"The Disappearing Quarterback": An appeal beyond only football fanatics
'I really don't think of this as a football play." The statement sounds strange coming from Mike Boryla, a former pro-bowler who led the Eagles' offense from 1974-76 and titled his work The Disappearing Quarterback.

'I really don't think of this as a football play."
The statement sounds strange coming from Mike Boryla, a former pro-bowler who led the Eagles' offense from 1974-76 and titled his work The Disappearing Quarterback.
However, according to Stanford standout Boryla, football serves only as a backdrop for his 75-minute work, which opens in its world premiere this weekend at Plays & Players Theatre.
That backdrop includes stories, game recaps, and humorous episodes off the field culled from two decades in the sport, from third grade through high school, college and the NFL, until 1978, when the Eagles traded Boryla to the Tampa Bay Buccaneers. Boryla played one game for the Bucs before disappearing into retirement.
Boryla's use of football, as he tells it, is twofold. He wants to explore the "duality of the pro-football experience" on behalf of his former teammates. That duality consists of the fun and humor playing with "some of the funniest guys I've ever met," and the tragedy that the sport has inflicted so much misery, including a number of friends "already dead from football-related injuries."
In this latter regard, Boryla's play deals head-on with repeated concussions, a medical, legal, and ethical concern still contested in the media and in a class-action lawsuit filed in federal court in Pennsylvania by more than 3,000 former players and presided over in Philadelphia. Boryla suffered three concussions while in the NFL; his play opens with his recovering from one of his blackouts, which he said would last up to 15 minutes and during one of which he led a 10-play drive that he doesn't remember at all.

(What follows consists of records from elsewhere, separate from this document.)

//! WebAssembly bindings for picascii

use crate::pipeline::{self, Options};
use crate::render::RenderMode;
use wasm_bindgen::prelude::*;

#[wasm_bindgen]
pub struct WasmConverter {
    options: Options,
}

#[wasm_bindgen]
impl WasmConverter {
    #[wasm_bindgen(constructor)]
    pub fn new() -> WasmConverter {
        WasmConverter { options: Options::default() }
    }

    #[wasm_bindgen]
    pub fn set_width(&mut self, width: u32) {
        self.options.width = width;
    }

    /// Unknown names fall back to `simple`, as on the command line.
    #[wasm_bindgen]
    pub fn set_mode(&mut self, name: &str) {
        self.options.mode = RenderMode::from_name_lossy(name);
    }

    #[wasm_bindgen]
    pub fn set_invert(&mut self, enabled: bool) {
        self.options.invert = enabled;
    }

    /// Convert raw RGBA pixels (as from a canvas `ImageData`) to glyph text.
    #[wasm_bindgen]
    pub fn convert(&self, image_data: &[u8], width: u32, height: u32) -> Result<String, JsValue> {
        let img = image::RgbaImage::from_raw(width, height, image_data.to_vec())
            .ok_or_else(|| JsValue::from_str("Invalid image dimensions"))?;
        let rgb = image::DynamicImage::ImageRgba8(img).to_rgb8();
        pipeline::run(&rgb, &self.options).map_err(|e| JsValue::from_str(&e.to_string()))
    }
}

impl Default for WasmConverter {
    fn default() -> Self {
        Self::new()
    }
}
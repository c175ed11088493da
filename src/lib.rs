//! Image to ASCII/Unicode glyph art with tone, block and edge-aware modes.

pub mod config;
pub mod edge;
pub mod grid;
pub mod luminance;
pub mod palette;
pub mod pipeline;
pub mod render;

#[cfg(target_arch = "wasm32")]
pub mod wasm;

pub use config::Settings;
pub use grid::IntensityGrid;
pub use palette::Palette;
pub use pipeline::Options;
pub use render::{render, RenderMode};

use std::path::{Path, PathBuf};
use thiserror::Error;

#[derive(Error, Debug)]
pub enum PicasciiError {
    #[error("image file '{}' not found", .0.display())]
    FileNotFound(PathBuf),
    #[error("Image error: {0}")]
    Decode(#[from] image::ImageError),
    #[error("invalid output dimensions {width}x{height}")]
    InvalidDimensions { width: u32, height: u32 },
    #[error("palette needs at least 2 glyphs, got {0}")]
    DegeneratePalette(usize),
    #[error("intensity {0} outside 0-255")]
    OutOfRange(i32),
    #[error("IO error: {0}")]
    Io(#[from] std::io::Error),
    #[error("Config error: {0}")]
    Config(String),
}

pub type Result<T> = std::result::Result<T, PicasciiError>;

/// Main converter
#[derive(Debug, Clone, Default)]
pub struct Converter {
    options: Options,
}

impl Converter {
    pub fn new() -> Self {
        Self::default()
    }

    pub fn from_options(options: Options) -> Self {
        Self { options }
    }

    pub fn with_width(mut self, width: u32) -> Self {
        self.options.width = width;
        self
    }

    pub fn with_mode(mut self, mode: RenderMode) -> Self {
        self.options.mode = mode;
        self
    }

    pub fn with_invert(mut self, enabled: bool) -> Self {
        self.options.invert = enabled;
        self
    }

    pub fn options(&self) -> &Options {
        &self.options
    }

    pub fn convert(&self, image: &image::DynamicImage) -> Result<String> {
        pipeline::run(&image.to_rgb8(), &self.options)
    }

    /// Decode the file at `path` and convert it. Existence is checked before
    /// any decoding is attempted.
    pub fn convert_path(&self, path: impl AsRef<Path>) -> Result<String> {
        let path = path.as_ref();
        if !path.exists() {
            return Err(PicasciiError::FileNotFound(path.to_path_buf()));
        }
        let image = image::open(path)?;
        self.convert(&image)
    }
}
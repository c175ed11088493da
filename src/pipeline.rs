//! Pipeline controller: size the working grid, pre-process it, render it.

use crate::render::{render, RenderMode};
use crate::{PicasciiError, Result};
use image::imageops::{self, FilterType};
use image::RgbImage;
use log::debug;

/// Glyph cells are roughly this much wider than they are tall.
pub const CELL_ASPECT: f64 = 0.55;

/// Contrast multiplier applied before edge-based modes.
pub const CONTRAST_BOOST: f32 = 1.15;

/// Output height in rows for `width` columns of a `src_width` x `src_height`
/// image: `floor((width * src_height / src_width) * 0.55)`, where the inner
/// division is integer division.
pub fn target_height(width: u32, src_width: u32, src_height: u32) -> Result<u32> {
    if width == 0 || src_width == 0 || src_height == 0 {
        return Err(PicasciiError::InvalidDimensions { width, height: 0 });
    }
    let rows = u64::from(width) * u64::from(src_height) / u64::from(src_width);
    let height = (rows as f64 * CELL_ASPECT) as u32;
    if height < 1 {
        return Err(PicasciiError::InvalidDimensions { width, height });
    }
    Ok(height)
}

/// Scale pixel values away from mid-gray by `factor`, saturating at 0 and 255.
pub fn boost_contrast(image: &RgbImage, factor: f32) -> RgbImage {
    // imageops::contrast scales by ((100 + c) / 100)^2
    let percent = (factor.sqrt() - 1.0) * 100.0;
    imageops::contrast(image, percent)
}

/// Options for a single pipeline run.
#[derive(Debug, Clone, Copy, PartialEq, Eq)]
pub struct Options {
    pub width: u32,
    pub mode: RenderMode,
    pub invert: bool,
}

impl Default for Options {
    fn default() -> Self {
        Self { width: 100, mode: RenderMode::default(), invert: false }
    }
}

/// Run the full pipeline on `source`. The source is never modified; resize,
/// inversion and contrast work on a private copy.
pub fn run(source: &RgbImage, options: &Options) -> Result<String> {
    let width = options.width;
    let height = target_height(width, source.width(), source.height())?;
    debug!(
        "resizing {}x{} -> {}x{} for mode {}",
        source.width(),
        source.height(),
        width,
        height,
        options.mode
    );

    let mut working = imageops::resize(source, width, height, FilterType::CatmullRom);

    if options.invert {
        imageops::invert(&mut working);
    }

    if options.mode.wants_contrast() {
        debug!("boosting contrast by {CONTRAST_BOOST}");
        working = boost_contrast(&working, CONTRAST_BOOST);
    }

    render(&working, options.mode)
}
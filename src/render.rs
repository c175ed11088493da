//! Rendering modes: per-pixel composition of luminance, edges and palettes.

use crate::edge::detect_edges;
use crate::grid::IntensityGrid;
use crate::luminance::luminance_grid;
use crate::palette::{self, Palette};
use crate::{PicasciiError, Result};
use image::RgbImage;
use serde::Deserialize;
use std::fmt;
use std::str::FromStr;

/// Edge strength above which Enhanced emits the densest edge glyph.
const STRONG_EDGE: u8 = 150;
/// Edge strength above which Enhanced darkens the tone.
const MEDIUM_EDGE: u8 = 80;

#[derive(Debug, Clone, Copy, PartialEq, Eq, Default, Deserialize)]
#[serde(rename_all = "lowercase")]
pub enum RenderMode {
    /// Luminance over the 11-glyph ramp
    #[default]
    Simple,
    /// Luminance over the fine ramp
    Detailed,
    /// Inverted luminance over Unicode shade blocks
    Block,
    /// Sobel magnitude over the edge ramp
    Edge,
    /// Edges fused with tone
    Enhanced,
}

type RenderFn = fn(&RgbImage) -> Result<String>;

/// Indexed by `RenderMode as usize`.
const RENDERERS: [RenderFn; 5] = [render_simple, render_detailed, render_block, render_edge, render_enhanced];

impl RenderMode {
    pub const ALL: [RenderMode; 5] = [
        RenderMode::Simple,
        RenderMode::Detailed,
        RenderMode::Block,
        RenderMode::Edge,
        RenderMode::Enhanced,
    ];

    pub fn name(&self) -> &'static str {
        match self {
            RenderMode::Simple => "simple",
            RenderMode::Detailed => "detailed",
            RenderMode::Block => "block",
            RenderMode::Edge => "edge",
            RenderMode::Enhanced => "enhanced",
        }
    }

    /// Case-insensitive lookup that falls back to `Simple`.
    pub fn from_name_lossy(name: &str) -> Self {
        name.parse().unwrap_or_default()
    }

    /// Whether the pipeline boosts contrast before this mode runs.
    pub fn wants_contrast(&self) -> bool {
        matches!(self, RenderMode::Edge | RenderMode::Enhanced)
    }

    fn renderer(self) -> RenderFn {
        RENDERERS[self as usize]
    }
}

impl FromStr for RenderMode {
    type Err = PicasciiError;

    fn from_str(s: &str) -> Result<Self> {
        let lower = s.to_ascii_lowercase();
        RenderMode::ALL
            .into_iter()
            .find(|m| m.name() == lower)
            .ok_or_else(|| PicasciiError::Config(format!("unknown render mode: {s}")))
    }
}

impl fmt::Display for RenderMode {
    fn fmt(&self, f: &mut fmt::Formatter<'_>) -> fmt::Result {
        f.write_str(self.name())
    }
}

/// Render `image` at its own size, one newline-terminated line per row.
pub fn render(image: &RgbImage, mode: RenderMode) -> Result<String> {
    (mode.renderer())(image)
}

fn render_tone(image: &RgbImage, palette: Palette) -> Result<String> {
    let lum = luminance_grid(image);
    assemble(&lum, |x, y| palette.glyph(i32::from(lum.get(x, y))))
}

fn render_simple(image: &RgbImage) -> Result<String> {
    render_tone(image, palette::SIMPLE)
}

fn render_detailed(image: &RgbImage) -> Result<String> {
    render_tone(image, palette::DETAILED)
}

fn render_block(image: &RgbImage) -> Result<String> {
    let lum = luminance_grid(image);
    assemble(&lum, |x, y| palette::BLOCK.glyph_inverted(i32::from(lum.get(x, y))))
}

fn render_edge(image: &RgbImage) -> Result<String> {
    let edges = detect_edges(image);
    assemble(&edges, |x, y| palette::EDGE.glyph(i32::from(edges.get(x, y))))
}

fn render_enhanced(image: &RgbImage) -> Result<String> {
    let lum = luminance_grid(image);
    let edges = detect_edges(image);
    assemble(&lum, |x, y| fuse(lum.get(x, y), edges.get(x, y)))
}

/// Enhanced per-pixel rule. First matching branch wins.
pub fn fuse(luminance: u8, edge: u8) -> Result<char> {
    if edge > STRONG_EDGE {
        Ok(palette::EDGE.first())
    } else if edge > MEDIUM_EDGE {
        let darkened = (i32::from(luminance) - i32::from(edge) / 2).max(0);
        palette::DETAILED.glyph(darkened)
    } else {
        palette::DETAILED.glyph(i32::from(luminance))
    }
}

/// Build the text for a `grid`-sized image from a per-pixel glyph function.
///
/// Rows are rendered independently and joined top to bottom.
fn assemble<F>(grid: &IntensityGrid, glyph_at: F) -> Result<String>
where
    F: Fn(u32, u32) -> Result<char> + Sync,
{
    let width = grid.width();
    let render_row = |y: u32| -> Result<String> {
        let mut line = String::with_capacity(width as usize + 1);
        for x in 0..width {
            line.push(glyph_at(x, y)?);
        }
        line.push('\n');
        Ok(line)
    };

    #[cfg(not(target_arch = "wasm32"))]
    let rows: Vec<String> = {
        use rayon::prelude::*;
        (0..grid.height()).into_par_iter().map(render_row).collect::<Result<_>>()?
    };
    #[cfg(target_arch = "wasm32")]
    let rows: Vec<String> = (0..grid.height()).map(render_row).collect::<Result<_>>()?;

    Ok(rows.concat())
}

#[cfg(test)]
mod tests {
    use super::*;
    use image::Rgb;

    fn lines(text: &str) -> Vec<&str> {
        text.lines().collect()
    }

    #[test]
    fn test_mode_parsing() {
        assert_eq!("simple".parse::<RenderMode>().unwrap(), RenderMode::Simple);
        assert_eq!("DETAILED".parse::<RenderMode>().unwrap(), RenderMode::Detailed);
        assert_eq!("Block".parse::<RenderMode>().unwrap(), RenderMode::Block);
        assert!("sketch".parse::<RenderMode>().is_err());
        assert_eq!(RenderMode::from_name_lossy("EnHaNcEd"), RenderMode::Enhanced);
        assert_eq!(RenderMode::from_name_lossy("sketch"), RenderMode::Simple);
        assert_eq!(RenderMode::from_name_lossy(""), RenderMode::Simple);
    }

    #[test]
    fn test_renderer_table_matches_modes() {
        for (i, mode) in RenderMode::ALL.into_iter().enumerate() {
            assert_eq!(mode as usize, i);
            assert_eq!(mode.to_string().parse::<RenderMode>().unwrap(), mode);
        }
        assert!(RenderMode::Edge.wants_contrast());
        assert!(RenderMode::Enhanced.wants_contrast());
        assert!(!RenderMode::Simple.wants_contrast());
        assert!(!RenderMode::Detailed.wants_contrast());
        assert!(!RenderMode::Block.wants_contrast());
    }

    #[test]
    fn test_white_simple_is_lightest_glyph() {
        let img = RgbImage::from_pixel(10, 10, Rgb([255, 255, 255]));
        let text = render(&img, RenderMode::Simple).unwrap();
        let rows = lines(&text);
        assert_eq!(rows.len(), 10);
        for row in rows {
            assert_eq!(row.chars().count(), 10);
            assert!(row.chars().all(|c| c == palette::SIMPLE.last()));
        }
        assert!(text.ends_with('\n'));
    }

    #[test]
    fn test_black_block_is_solid() {
        let img = RgbImage::from_pixel(10, 10, Rgb([0, 0, 0]));
        let text = render(&img, RenderMode::Block).unwrap();
        assert_eq!(lines(&text).len(), 10);
        assert!(text.lines().all(|r| r.chars().count() == 10 && r.chars().all(|c| c == '█')));
    }

    #[test]
    fn test_every_mode_keeps_shape() {
        let img = RgbImage::from_fn(7, 4, |x, y| Rgb([(x * 30) as u8, (y * 60) as u8, 90]));
        for mode in RenderMode::ALL {
            let text = render(&img, mode).unwrap();
            let rows = lines(&text);
            assert_eq!(rows.len(), 4, "{mode}");
            assert!(rows.iter().all(|r| r.chars().count() == 7), "{mode}");
        }
    }

    #[test]
    fn test_edge_mode_on_flat_image_is_uniform() {
        // zero magnitude maps to index 0 of the edge ramp
        let img = RgbImage::from_pixel(6, 6, Rgb([30, 30, 30]));
        let text = render(&img, RenderMode::Edge).unwrap();
        assert!(text.lines().all(|r| r.chars().all(|c| c == palette::EDGE.first())));
    }

    #[test]
    fn test_fuse_strong_edge_ignores_tone() {
        for lum in [0, 17, 128, 255] {
            assert_eq!(fuse(lum, 200).unwrap(), '@');
            assert_eq!(fuse(lum, 151).unwrap(), palette::EDGE.first());
        }
    }

    #[test]
    fn test_fuse_medium_edge_darkens() {
        // 200 - 100 / 2 = 150
        assert_eq!(fuse(200, 100).unwrap(), palette::DETAILED.glyph(150).unwrap());
        // clamps at zero
        assert_eq!(fuse(10, 150).unwrap(), palette::DETAILED.first());
    }

    #[test]
    fn test_enhanced_medium_edge_pixels() {
        // Columns 100, 100, 125, 125: gx = 4 * 25 = 100 on both inner columns
        let img = RgbImage::from_fn(4, 3, |x, _| if x < 2 { Rgb([100, 100, 100]) } else { Rgb([125, 125, 125]) });
        let text = render(&img, RenderMode::Enhanced).unwrap();
        let middle: Vec<char> = text.lines().nth(1).unwrap().chars().collect();
        assert_eq!(middle[1], palette::DETAILED.glyph(100 - 50).unwrap());
        assert_eq!(middle[2], palette::DETAILED.glyph(125 - 50).unwrap());
        // border pixels carry no edge and keep their tone
        assert_eq!(middle[0], palette::DETAILED.glyph(100).unwrap());
        assert_eq!(middle[3], palette::DETAILED.glyph(125).unwrap());
    }

    #[test]
    fn test_fuse_weak_edge_uses_tone() {
        assert_eq!(fuse(255, 80).unwrap(), palette::DETAILED.last());
        assert_eq!(fuse(123, 0).unwrap(), palette::DETAILED.glyph(123).unwrap());
    }

    #[test]
    fn test_render_is_deterministic() {
        let img = RgbImage::from_fn(16, 9, |x, y| Rgb([(x * 16) as u8, (y * 28) as u8, ((x + y) * 9) as u8]));
        for mode in RenderMode::ALL {
            assert_eq!(render(&img, mode).unwrap(), render(&img, mode).unwrap());
        }
    }
}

Each concussion would leave Boryla "sobbing uncontrollably on the sidelines," which he says frightened teammates and kept his coaches from letting him practice for a week. Although still an imposing figure at 6-foot-2, Boryla freely admits, "I would never play pro football today." In Boryla's playing days, the most fearsome defensive lineman in the league was the 6-foot-4, 245-pound Alan Page (now an associate justice of the Minnesota Supreme Court). Today, a quarterback has to face the blows of linemen like 6-foot-4, 340-pound Terrence Cody of the Baltimore Ravens.
It's this window into the human side of football that Boryla believes will appeal to all theatergoers, and not just Philadelphia sports lovers. While the die-hard Eagles fan will no doubt enjoy hearing about hotel room pregame rituals that involved eating glass and about the in-huddle humor (Boryla says there's nothing salacious in the play), Boryla's target audience also consists of "married women between 45 and 65, who love theater but know absolutely nothing about pro football." He believes they will identify with and enjoy the play's journey and theme, a classic tale of how a "young man survives and keeps his humanity while negotiating through reality."
Director Daniel Student agrees that Boryla's theme has appeal. Plays & Players built the arc of its current season around works dealing with brothers and sisters, and The Disappearing Quarterback deals with "the extended brotherhood" of professional football players and how one young person "gets through his path by finding people to get through that path with."
This brotherhood is the second reason Boryla used football as a backdrop. "I could've made it about a guy that joined a shrimp boat crew and how he survives that rough and tumble world" (much like the Wilma Theater's 2013 production Under the Whaleback). Instead, Boryla sought to honor the men he played alongside and then left behind. He hopes his work encourages them to "tell their story" and to let audiences hear a history of humor and heartbreak that they might not have originally found worth hearing.
THEATER
The Disappearing Quarterback
Premieres at 7 p.m. Thursday at Plays & Players Theatre, 1714 Delancey Place. Through Feb. 2. Tickets: $25-$30.